MATERIAL SHOWN Block Start

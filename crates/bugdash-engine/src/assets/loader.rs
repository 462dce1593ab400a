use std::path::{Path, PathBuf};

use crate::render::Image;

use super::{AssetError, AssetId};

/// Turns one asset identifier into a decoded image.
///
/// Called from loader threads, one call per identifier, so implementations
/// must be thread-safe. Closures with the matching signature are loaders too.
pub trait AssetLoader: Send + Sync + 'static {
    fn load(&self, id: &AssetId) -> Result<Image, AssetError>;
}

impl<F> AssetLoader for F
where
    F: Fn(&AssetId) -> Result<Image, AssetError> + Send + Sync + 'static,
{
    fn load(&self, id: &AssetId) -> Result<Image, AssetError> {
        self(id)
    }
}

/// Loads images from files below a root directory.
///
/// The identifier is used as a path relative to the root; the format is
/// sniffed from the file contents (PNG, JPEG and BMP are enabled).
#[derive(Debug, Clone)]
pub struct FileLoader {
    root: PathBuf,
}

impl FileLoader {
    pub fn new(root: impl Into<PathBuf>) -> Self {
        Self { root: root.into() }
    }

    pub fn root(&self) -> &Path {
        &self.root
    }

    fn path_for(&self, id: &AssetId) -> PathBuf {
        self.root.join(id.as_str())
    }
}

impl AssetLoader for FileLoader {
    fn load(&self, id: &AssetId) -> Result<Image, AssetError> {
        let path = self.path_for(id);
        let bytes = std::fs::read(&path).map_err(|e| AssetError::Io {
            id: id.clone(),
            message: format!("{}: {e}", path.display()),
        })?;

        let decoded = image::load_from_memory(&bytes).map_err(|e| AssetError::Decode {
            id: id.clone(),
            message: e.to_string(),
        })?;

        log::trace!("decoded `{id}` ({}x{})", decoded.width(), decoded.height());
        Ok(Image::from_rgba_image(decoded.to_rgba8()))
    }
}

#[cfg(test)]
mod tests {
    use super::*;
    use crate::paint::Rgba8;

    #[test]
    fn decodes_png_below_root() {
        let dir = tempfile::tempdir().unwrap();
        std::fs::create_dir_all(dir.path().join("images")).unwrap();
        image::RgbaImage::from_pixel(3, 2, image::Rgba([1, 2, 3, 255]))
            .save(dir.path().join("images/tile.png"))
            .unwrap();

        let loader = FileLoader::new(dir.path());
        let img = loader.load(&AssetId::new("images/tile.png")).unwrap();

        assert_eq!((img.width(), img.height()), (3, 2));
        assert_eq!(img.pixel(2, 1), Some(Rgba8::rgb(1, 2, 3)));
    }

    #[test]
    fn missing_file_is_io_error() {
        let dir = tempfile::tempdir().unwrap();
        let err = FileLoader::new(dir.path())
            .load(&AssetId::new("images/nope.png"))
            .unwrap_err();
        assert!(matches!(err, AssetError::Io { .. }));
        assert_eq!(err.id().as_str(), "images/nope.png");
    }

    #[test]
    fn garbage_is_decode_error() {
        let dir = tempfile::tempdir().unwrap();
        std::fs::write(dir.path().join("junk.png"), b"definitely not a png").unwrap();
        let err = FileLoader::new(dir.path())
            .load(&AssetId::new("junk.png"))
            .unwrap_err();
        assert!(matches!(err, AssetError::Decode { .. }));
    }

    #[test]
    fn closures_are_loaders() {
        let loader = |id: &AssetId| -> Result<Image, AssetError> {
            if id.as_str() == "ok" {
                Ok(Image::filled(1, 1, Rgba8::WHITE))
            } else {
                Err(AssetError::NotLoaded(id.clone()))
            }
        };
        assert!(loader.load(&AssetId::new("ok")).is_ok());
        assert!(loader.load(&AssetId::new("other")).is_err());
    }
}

MATERIAL SHOWN Block End
MATERIAL SHOWN Block Start

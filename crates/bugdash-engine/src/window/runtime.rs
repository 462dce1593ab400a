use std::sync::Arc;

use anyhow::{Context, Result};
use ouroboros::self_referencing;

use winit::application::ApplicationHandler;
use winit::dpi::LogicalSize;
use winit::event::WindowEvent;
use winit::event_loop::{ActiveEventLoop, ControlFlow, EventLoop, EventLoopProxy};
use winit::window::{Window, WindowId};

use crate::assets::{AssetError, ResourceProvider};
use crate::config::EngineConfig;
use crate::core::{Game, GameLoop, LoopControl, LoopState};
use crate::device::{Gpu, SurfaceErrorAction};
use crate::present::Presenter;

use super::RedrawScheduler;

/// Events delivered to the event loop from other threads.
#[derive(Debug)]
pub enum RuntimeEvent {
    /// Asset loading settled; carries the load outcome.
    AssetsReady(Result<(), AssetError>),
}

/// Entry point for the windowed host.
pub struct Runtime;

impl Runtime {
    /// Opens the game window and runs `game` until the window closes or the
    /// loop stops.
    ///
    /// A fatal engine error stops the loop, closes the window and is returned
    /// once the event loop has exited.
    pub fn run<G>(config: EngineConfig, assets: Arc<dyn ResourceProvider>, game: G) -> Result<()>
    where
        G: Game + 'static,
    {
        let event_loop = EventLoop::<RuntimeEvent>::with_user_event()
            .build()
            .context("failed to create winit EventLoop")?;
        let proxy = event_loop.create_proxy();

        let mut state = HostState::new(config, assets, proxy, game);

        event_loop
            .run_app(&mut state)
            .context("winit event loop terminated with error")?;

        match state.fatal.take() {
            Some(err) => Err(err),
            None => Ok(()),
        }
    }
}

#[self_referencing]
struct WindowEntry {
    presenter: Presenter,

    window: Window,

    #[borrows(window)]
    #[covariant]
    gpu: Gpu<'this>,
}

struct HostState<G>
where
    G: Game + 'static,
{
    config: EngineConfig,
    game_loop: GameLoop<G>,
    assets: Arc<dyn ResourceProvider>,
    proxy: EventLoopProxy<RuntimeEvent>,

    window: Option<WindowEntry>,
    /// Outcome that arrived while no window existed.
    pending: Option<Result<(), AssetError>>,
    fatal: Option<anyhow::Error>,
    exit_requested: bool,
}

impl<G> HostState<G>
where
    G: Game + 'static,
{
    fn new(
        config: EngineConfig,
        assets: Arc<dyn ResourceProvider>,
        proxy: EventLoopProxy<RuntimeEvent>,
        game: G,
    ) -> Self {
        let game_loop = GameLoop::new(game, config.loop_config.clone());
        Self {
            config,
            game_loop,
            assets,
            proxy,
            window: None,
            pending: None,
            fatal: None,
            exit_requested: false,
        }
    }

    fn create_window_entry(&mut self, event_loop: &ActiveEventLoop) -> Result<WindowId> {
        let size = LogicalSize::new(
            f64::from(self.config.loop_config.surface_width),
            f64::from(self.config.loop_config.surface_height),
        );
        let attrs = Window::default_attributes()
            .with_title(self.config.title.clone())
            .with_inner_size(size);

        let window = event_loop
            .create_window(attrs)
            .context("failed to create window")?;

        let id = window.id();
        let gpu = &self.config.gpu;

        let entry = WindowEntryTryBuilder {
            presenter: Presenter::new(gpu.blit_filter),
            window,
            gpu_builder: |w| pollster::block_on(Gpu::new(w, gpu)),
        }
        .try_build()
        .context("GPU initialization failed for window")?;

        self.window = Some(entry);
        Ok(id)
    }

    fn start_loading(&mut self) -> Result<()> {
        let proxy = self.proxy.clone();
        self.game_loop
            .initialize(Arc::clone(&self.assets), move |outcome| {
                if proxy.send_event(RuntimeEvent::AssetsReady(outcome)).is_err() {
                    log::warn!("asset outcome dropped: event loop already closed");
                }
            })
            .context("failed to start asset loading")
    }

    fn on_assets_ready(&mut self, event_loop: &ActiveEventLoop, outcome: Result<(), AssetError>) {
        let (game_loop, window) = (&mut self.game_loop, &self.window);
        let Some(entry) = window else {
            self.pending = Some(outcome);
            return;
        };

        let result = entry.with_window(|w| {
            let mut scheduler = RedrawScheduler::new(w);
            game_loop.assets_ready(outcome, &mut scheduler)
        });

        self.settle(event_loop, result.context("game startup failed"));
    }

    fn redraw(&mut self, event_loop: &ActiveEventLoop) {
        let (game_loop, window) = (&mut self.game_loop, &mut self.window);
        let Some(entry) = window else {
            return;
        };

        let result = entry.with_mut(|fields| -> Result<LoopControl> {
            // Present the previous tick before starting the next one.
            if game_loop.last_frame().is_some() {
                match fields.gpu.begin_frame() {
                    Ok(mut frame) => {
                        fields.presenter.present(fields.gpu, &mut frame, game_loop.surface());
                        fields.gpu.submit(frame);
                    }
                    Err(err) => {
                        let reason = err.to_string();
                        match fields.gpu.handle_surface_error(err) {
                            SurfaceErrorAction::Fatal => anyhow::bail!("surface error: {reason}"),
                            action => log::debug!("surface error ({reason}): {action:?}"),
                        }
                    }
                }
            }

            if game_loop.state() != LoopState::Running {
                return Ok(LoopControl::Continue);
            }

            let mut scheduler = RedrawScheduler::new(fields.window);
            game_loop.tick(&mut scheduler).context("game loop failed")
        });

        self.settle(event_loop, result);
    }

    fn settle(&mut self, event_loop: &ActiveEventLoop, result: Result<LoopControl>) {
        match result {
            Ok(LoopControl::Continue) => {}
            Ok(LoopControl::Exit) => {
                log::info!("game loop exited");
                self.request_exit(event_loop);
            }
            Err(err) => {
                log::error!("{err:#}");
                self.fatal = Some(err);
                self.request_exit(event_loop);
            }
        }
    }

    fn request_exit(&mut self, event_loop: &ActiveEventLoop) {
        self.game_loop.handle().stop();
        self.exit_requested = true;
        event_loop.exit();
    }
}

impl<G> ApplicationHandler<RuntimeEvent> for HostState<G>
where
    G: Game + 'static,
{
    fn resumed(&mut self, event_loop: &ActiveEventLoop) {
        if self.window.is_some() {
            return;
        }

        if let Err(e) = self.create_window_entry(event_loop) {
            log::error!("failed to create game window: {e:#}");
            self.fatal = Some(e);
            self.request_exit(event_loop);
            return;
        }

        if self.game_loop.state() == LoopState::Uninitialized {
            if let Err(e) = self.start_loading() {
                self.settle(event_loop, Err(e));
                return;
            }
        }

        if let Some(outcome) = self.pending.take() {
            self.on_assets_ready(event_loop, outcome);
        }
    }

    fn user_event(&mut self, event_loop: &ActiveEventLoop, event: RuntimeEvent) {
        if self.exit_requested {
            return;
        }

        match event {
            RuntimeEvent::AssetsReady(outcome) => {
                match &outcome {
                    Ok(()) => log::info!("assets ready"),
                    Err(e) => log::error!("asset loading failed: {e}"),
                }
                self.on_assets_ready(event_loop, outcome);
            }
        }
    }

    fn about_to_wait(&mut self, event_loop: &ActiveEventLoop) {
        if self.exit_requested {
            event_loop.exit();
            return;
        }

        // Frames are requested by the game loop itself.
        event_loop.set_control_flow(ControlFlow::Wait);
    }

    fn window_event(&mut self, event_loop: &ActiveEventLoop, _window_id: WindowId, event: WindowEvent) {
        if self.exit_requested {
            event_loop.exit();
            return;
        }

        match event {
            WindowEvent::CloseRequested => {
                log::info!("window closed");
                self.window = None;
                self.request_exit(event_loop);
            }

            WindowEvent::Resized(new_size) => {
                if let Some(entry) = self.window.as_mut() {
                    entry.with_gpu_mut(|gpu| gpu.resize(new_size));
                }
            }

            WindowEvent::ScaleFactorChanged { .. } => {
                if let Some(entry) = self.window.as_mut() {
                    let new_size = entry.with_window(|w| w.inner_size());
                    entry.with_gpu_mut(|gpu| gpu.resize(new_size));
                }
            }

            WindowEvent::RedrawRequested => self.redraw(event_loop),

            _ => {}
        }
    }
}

MATERIAL SHOWN Block End

• YOUR ASSIGNMENT:
Set down precisely the lines above between the line holding "filename crates/bugdash-engine/src/assets/loader.rs" and the line holding "impl AssetLoader for", inclusive, and nothing beyond them.

• RESULT OF THE TASK:
filename crates/bugdash-engine/src/assets/loader.rs
repository 462dce1593ab400a
use std::path::{Path, PathBuf};

use crate::render::Image;

use super::{AssetError, AssetId};

/// Turns one asset identifier into a decoded image.
///
/// Called from loader threads, one call per identifier, so implementations
/// must be thread-safe. Closures with the matching signature are loaders too.
pub trait AssetLoader: Send + Sync + 'static {
    fn load(&self, id: &AssetId) -> Result<Image, AssetError>;
}

impl<F> AssetLoader for F
where
    F: Fn(&AssetId) -> Result<Image, AssetError> + Send + Sync + 'static,
{
    fn load(&self, id: &AssetId) -> Result<Image, AssetError> {
        self(id)
    }
}

/// Loads images from files below a root directory.
///
/// The identifier is used as a path relative to the root; the format is
/// sniffed from the file contents (PNG, JPEG and BMP are enabled).
#[derive(Debug, Clone)]
pub struct FileLoader {
    root: PathBuf,
}

impl FileLoader {
    pub fn new(root: impl Into<PathBuf>) -> Self {
        Self { root: root.into() }
    }

    pub fn root(&self) -> &Path {
        &self.root
    }

    fn path_for(&self, id: &AssetId) -> PathBuf {
        self.root.join(id.as_str())
    }
}

impl AssetLoader for FileLoader {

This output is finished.